*** The input Section Begins ***
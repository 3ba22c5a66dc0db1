// src/config/options.rs
use std::path::{Path, PathBuf};
use std::time::Duration;

use super::consts::*;

#[derive(Clone, Debug, PartialEq, Eq)]
pub struct RunOptions {
    /// Directory holding `csv/` and `result/`.
    pub base_dir: PathBuf,
    /// File name as typed at the prompt; used for both input and report.
    pub file_name: String,
    pub browser: BrowserOptions,
    pub report: ReportOptions,
    pub on_nav_error: NavFailurePolicy,
}

impl RunOptions {
    pub fn new(base_dir: impl Into<PathBuf>, file_name: impl Into<String>) -> Self {
        Self {
            base_dir: base_dir.into(),
            file_name: file_name.into(),
            browser: BrowserOptions::default(),
            report: ReportOptions::default(),
            on_nav_error: NavFailurePolicy::default(),
        }
    }

    /// Build from the process environment. Base dir falls back to the
    /// executable's directory, then to the working directory.
    pub fn from_env(file_name: impl Into<String>) -> Self {
        Self::from_lookup(file_name, default_base_dir(), |k| std::env::var(k).ok())
    }

    /// Same as `from_env` with an injectable variable source.
    pub fn from_lookup<F>(file_name: impl Into<String>, fallback_base: PathBuf, lookup: F) -> Self
    where
        F: Fn(&str) -> Option<String>,
    {
        let base_dir = lookup(ENV_HOME)
            .filter(|v| !v.trim().is_empty())
            .map(PathBuf::from)
            .unwrap_or(fallback_base);

        let mut opts = Self::new(base_dir, file_name);

        if let Some(v) = lookup(ENV_ON_NAV_ERROR) {
            match NavFailurePolicy::parse(&v) {
                Some(p) => opts.on_nav_error = p,
                None => logw!("{ENV_ON_NAV_ERROR}={v:?} not understood; keeping {:?}", opts.on_nav_error),
            }
        }
        if let Some(v) = lookup(ENV_HEADFUL) {
            opts.browser.headless = !parse_flag(ENV_HEADFUL, &v);
        }
        if let Some(v) = lookup(ENV_NO_SANDBOX) {
            opts.browser.no_sandbox = parse_flag(ENV_NO_SANDBOX, &v);
        }
        if let Some(v) = non_empty!(lookup(ENV_CHROME).unwrap_or_default()) {
            opts.browser.executable = Some(PathBuf::from(v));
        }
        if let Some(v) = lookup(ENV_NAV_TIMEOUT) {
            match v.trim().parse::<u64>() {
                Ok(secs) if secs > 0 => opts.browser.nav_timeout = Duration::from_secs(secs),
                _ => logw!("{ENV_NAV_TIMEOUT}={v:?} not a positive number; keeping default"),
            }
        }
        opts
    }

    pub fn input_path(&self) -> PathBuf {
        self.base_dir.join(INPUT_SUBDIR).join(&self.file_name)
    }

    /// Same file name as the input, under `result/`.
    pub fn report_path(&self) -> PathBuf {
        self.base_dir.join(RESULT_SUBDIR).join(&self.file_name)
    }

    pub fn log_path(&self) -> PathBuf {
        self.base_dir.join(RESULT_SUBDIR).join(LOG_FILE)
    }
}

#[derive(Clone, Debug, PartialEq, Eq)]
pub struct BrowserOptions {
    pub headless: bool,
    pub no_sandbox: bool,
    pub executable: Option<PathBuf>,
    /// Upper bound on waiting for DOMContentLoaded after a navigation.
    pub nav_timeout: Duration,
}

impl Default for BrowserOptions {
    fn default() -> Self {
        Self {
            headless: true,
            no_sandbox: false,
            executable: None,
            nav_timeout: Duration::from_secs(NAV_TIMEOUT_SECS),
        }
    }
}

/// Reason separators per output channel. The console joins with ` | `,
/// the report file with `,`.
#[derive(Clone, Debug, PartialEq, Eq)]
pub struct ReportOptions {
    pub console_sep: String,
    pub file_sep: String,
}

impl Default for ReportOptions {
    fn default() -> Self {
        Self {
            console_sep: s!(CONSOLE_SEP),
            file_sep: s!(FILE_SEP),
        }
    }
}

/// What a failed page load does to the run.
#[derive(Clone, Copy, Debug, Default, PartialEq, Eq)]
pub enum NavFailurePolicy {
    /// Stop the run; no report is written.
    #[default]
    Abort,
    /// Record the row as failed with a `Navigation failed: ...` reason and go on.
    Record,
}

impl NavFailurePolicy {
    pub fn parse(s: &str) -> Option<Self> {
        match s.trim().to_ascii_lowercase().as_str() {
            "record" | "continue" => Some(Self::Record),
            "abort" | "stop" => Some(Self::Abort),
            _ => None,
        }
    }
}

fn parse_flag(key: &str, v: &str) -> bool {
    match v.trim().to_ascii_lowercase().as_str() {
        "1" | "true" | "yes" | "on" => true,
        "" | "0" | "false" | "no" | "off" => false,
        other => {
            logw!("{key}={other:?} not a flag; treating as off");
            false
        }
    }
}

fn default_base_dir() -> PathBuf {
    std::env::current_exe()
        .ok()
        .and_then(|exe| exe.parent().map(Path::to_path_buf))
        .unwrap_or_else(|| PathBuf::from("."))
}

#[cfg(test)]
mod tests {
    use super::*;
    use std::collections::HashMap;

    fn lookup(pairs: &[(&str, &str)]) -> impl Fn(&str) -> Option<String> {
        let map: HashMap<String, String> =
            pairs.iter().map(|(k, v)| (s!(*k), s!(*v))).collect();
        move |k| map.get(k).cloned()
    }

    #[test]
    fn paths_share_the_file_name() {
        let opts = RunOptions::new("/opt/mint", "cards.csv");
        assert_eq!(opts.input_path(), PathBuf::from("/opt/mint/csv/cards.csv"));
        assert_eq!(opts.report_path(), PathBuf::from("/opt/mint/result/cards.csv"));
    }

    #[test]
    fn env_overrides_apply() {
        let opts = RunOptions::from_lookup(
            "a.csv",
            PathBuf::from("/fallback"),
            lookup(&[
                (ENV_HOME, "/home/mint"),
                (ENV_ON_NAV_ERROR, "Record"),
                (ENV_HEADFUL, "1"),
                (ENV_NO_SANDBOX, "true"),
                (ENV_CHROME, "/usr/bin/chromium"),
                (ENV_NAV_TIMEOUT, "5"),
            ]),
        );
        assert_eq!(opts.base_dir, PathBuf::from("/home/mint"));
        assert_eq!(opts.on_nav_error, NavFailurePolicy::Record);
        assert!(!opts.browser.headless);
        assert!(opts.browser.no_sandbox);
        assert_eq!(opts.browser.executable, Some(PathBuf::from("/usr/bin/chromium")));
        assert_eq!(opts.browser.nav_timeout, Duration::from_secs(5));
    }

    #[test]
    fn bad_env_values_keep_defaults() {
        let opts = RunOptions::from_lookup(
            "a.csv",
            PathBuf::from("/fallback"),
            lookup(&[(ENV_ON_NAV_ERROR, "explode"), (ENV_NAV_TIMEOUT, "0"), (ENV_HOME, "  ")]),
        );
        assert_eq!(opts.base_dir, PathBuf::from("/fallback"));
        assert_eq!(opts.on_nav_error, NavFailurePolicy::Abort);
        assert_eq!(opts.browser, BrowserOptions::default());
    }

    #[test]
    fn page_load_failures_abort_unless_asked_otherwise() {
        assert_eq!(NavFailurePolicy::default(), NavFailurePolicy::Abort);
        let opts = RunOptions::from_lookup("a.csv", PathBuf::from("/b"), lookup(&[]));
        assert_eq!(opts.on_nav_error, NavFailurePolicy::Abort);
        let opts = RunOptions::from_lookup("a.csv", PathBuf::from("/b"), lookup(&[(ENV_ON_NAV_ERROR, "record")]));
        assert_eq!(opts.on_nav_error, NavFailurePolicy::Record);
    }
}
*** The input Section Ends ***
- [Aim of the task]:
Retype each of the records, word for word, with nothing added or dropped.

- [Answer section]:
repository 3ba22c5a66dc0db1
// src/config/options.rs
use std::path::{Path, PathBuf};
use std::time::Duration;

use super::consts::*;

#[derive(Clone, Debug, PartialEq, Eq)]
pub struct RunOptions {
    /// Directory holding `csv/` and `result/`.
    pub base_dir: PathBuf,
    /// File name as typed at the prompt; used for both input and report.
    pub file_name: String,
    pub browser: BrowserOptions,
    pub report: ReportOptions,
    pub on_nav_error: NavFailurePolicy,
}

impl RunOptions {
    pub fn new(base_dir: impl Into<PathBuf>, file_name: impl Into<String>) -> Self {
        Self {
            base_dir: base_dir.into(),
            file_name: file_name.into(),
            browser: BrowserOptions::default(),
            report: ReportOptions::default(),
            on_nav_error: NavFailurePolicy::default(),
        }
    }

    /// Build from the process environment. Base dir falls back to the
    /// executable's directory, then to the working directory.
    pub fn from_env(file_name: impl Into<String>) -> Self {
        Self::from_lookup(file_name, default_base_dir(), |k| std::env::var(k).ok())
    }

    /// Same as `from_env` with an injectable variable source.
    pub fn from_lookup<F>(file_name: impl Into<String>, fallback_base: PathBuf, lookup: F) -> Self
    where
        F: Fn(&str) -> Option<String>,
    {
        let base_dir = lookup(ENV_HOME)
            .filter(|v| !v.trim().is_empty())
            .map(PathBuf::from)
            .unwrap_or(fallback_base);

        let mut opts = Self::new(base_dir, file_name);

        if let Some(v) = lookup(ENV_ON_NAV_ERROR) {
            match NavFailurePolicy::parse(&v) {
                Some(p) => opts.on_nav_error = p,
                None => logw!("{ENV_ON_NAV_ERROR}={v:?} not understood; keeping {:?}", opts.on_nav_error),
            }
        }
        if let Some(v) = lookup(ENV_HEADFUL) {
            opts.browser.headless = !parse_flag(ENV_HEADFUL, &v);
        }
        if let Some(v) = lookup(ENV_NO_SANDBOX) {
            opts.browser.no_sandbox = parse_flag(ENV_NO_SANDBOX, &v);
        }
        if let Some(v) = non_empty!(lookup(ENV_CHROME).unwrap_or_default()) {
            opts.browser.executable = Some(PathBuf::from(v));
        }
        if let Some(v) = lookup(ENV_NAV_TIMEOUT) {
            match v.trim().parse::<u64>() {
                Ok(secs) if secs > 0 => opts.browser.nav_timeout = Duration::from_secs(secs),
                _ => logw!("{ENV_NAV_TIMEOUT}={v:?} not a positive number; keeping default"),
            }
        }
        opts
    }

    pub fn input_path(&self) -> PathBuf {
        self.base_dir.join(INPUT_SUBDIR).join(&self.file_name)
    }

    /// Same file name as the input, under `result/`.
    pub fn report_path(&self) -> PathBuf {
        self.base_dir.join(RESULT_SUBDIR).join(&self.file_name)
    }

    pub fn log_path(&self) -> PathBuf {
        self.base_dir.join(RESULT_SUBDIR).join(LOG_FILE)
    }
}

#[derive(Clone, Debug, PartialEq, Eq)]
pub struct BrowserOptions {
    pub headless: bool,
    pub no_sandbox: bool,
    pub executable: Option<PathBuf>,
    /// Upper bound on waiting for DOMContentLoaded after a navigation.
    pub nav_timeout: Duration,
}

impl Default for BrowserOptions {
    fn default() -> Self {
        Self {
            headless: true,
            no_sandbox: false,
            executable: None,
            nav_timeout: Duration::from_secs(NAV_TIMEOUT_SECS),
        }
    }
}

/// Reason separators per output channel. The console joins with ` | `,
/// the report file with `,`.
#[derive(Clone, Debug, PartialEq, Eq)]
pub struct ReportOptions {
    pub console_sep: String,
    pub file_sep: String,
}

impl Default for ReportOptions {
    fn default() -> Self {
        Self {
            console_sep: s!(CONSOLE_SEP),
            file_sep: s!(FILE_SEP),
        }
    }
}

/// What a failed page load does to the run.
#[derive(Clone, Copy, Debug, Default, PartialEq, Eq)]
pub enum NavFailurePolicy {
    /// Stop the run; no report is written.
    #[default]
    Abort,
    /// Record the row as failed with a `Navigation failed: ...` reason and go on.
    Record,
}

impl NavFailurePolicy {
    pub fn parse(s: &str) -> Option<Self> {
        match s.trim().to_ascii_lowercase().as_str() {
            "record" | "continue" => Some(Self::Record),
            "abort" | "stop" => Some(Self::Abort),
            _ => None,
        }
    }
}

fn parse_flag(key: &str, v: &str) -> bool {
    match v.trim().to_ascii_lowercase().as_str() {
        "1" | "true" | "yes" | "on" => true,
        "" | "0" | "false" | "no" | "off" => false,
        other => {
            logw!("{key}={other:?} not a flag; treating as off");
            false
        }
    }
}

fn default_base_dir() -> PathBuf {
    std::env::current_exe()
        .ok()
        .and_then(|exe| exe.parent().map(Path::to_path_buf))
        .unwrap_or_else(|| PathBuf::from("."))
}

#[cfg(test)]
mod tests {
    use super::*;
    use std::collections::HashMap;

    fn lookup(pairs: &[(&str, &str)]) -> impl Fn(&str) -> Option<String> {
        let map: HashMap<String, String> =
            pairs.iter().map(|(k, v)| (s!(*k), s!(*v))).collect();
        move |k| map.get(k).cloned()
    }

    #[test]
    fn paths_share_the_file_name() {
        let opts = RunOptions::new("/opt/mint", "cards.csv");
        assert_eq!(opts.input_path(), PathBuf::from("/opt/mint/csv/cards.csv"));
        assert_eq!(opts.report_path(), PathBuf::from("/opt/mint/result/cards.csv"));
    }

    #[test]
    fn env_overrides_apply() {
        let opts = RunOptions::from_lookup(
            "a.csv",
            PathBuf::from("/fallback"),
            lookup(&[
                (ENV_HOME, "/home/mint"),
                (ENV_ON_NAV_ERROR, "Record"),
                (ENV_HEADFUL, "1"),
                (ENV_NO_SANDBOX, "true"),
                (ENV_CHROME, "/usr/bin/chromium"),
                (ENV_NAV_TIMEOUT, "5"),
            ]),
        );
        assert_eq!(opts.base_dir, PathBuf::from("/home/mint"));
        assert_eq!(opts.on_nav_error, NavFailurePolicy::Record);
        assert!(!opts.browser.headless);
        assert!(opts.browser.no_sandbox);
        assert_eq!(opts.browser.executable, Some(PathBuf::from("/usr/bin/chromium")));
        assert_eq!(opts.browser.nav_timeout, Duration::from_secs(5));
    }

    #[test]
    fn bad_env_values_keep_defaults() {
        let opts = RunOptions::from_lookup(
            "a.csv",
            PathBuf::from("/fallback"),
            lookup(&[(ENV_ON_NAV_ERROR, "explode"), (ENV_NAV_TIMEOUT, "0"), (ENV_HOME, "  ")]),
        );
        assert_eq!(opts.base_dir, PathBuf::from("/fallback"));
        assert_eq!(opts.on_nav_error, NavFailurePolicy::Abort);
        assert_eq!(opts.browser, BrowserOptions::default());
    }

    #[test]
    fn page_load_failures_abort_unless_asked_otherwise() {
        assert_eq!(NavFailurePolicy::default(), NavFailurePolicy::Abort);
        let opts = RunOptions::from_lookup("a.csv", PathBuf::from("/b"), lookup(&[]));
        assert_eq!(opts.on_nav_error, NavFailurePolicy::Abort);
        let opts = RunOptions::from_lookup("a.csv", PathBuf::from("/b"), lookup(&[(ENV_ON_NAV_ERROR, "record")]));
        assert_eq!(opts.on_nav_error, NavFailurePolicy::Record);
    }
}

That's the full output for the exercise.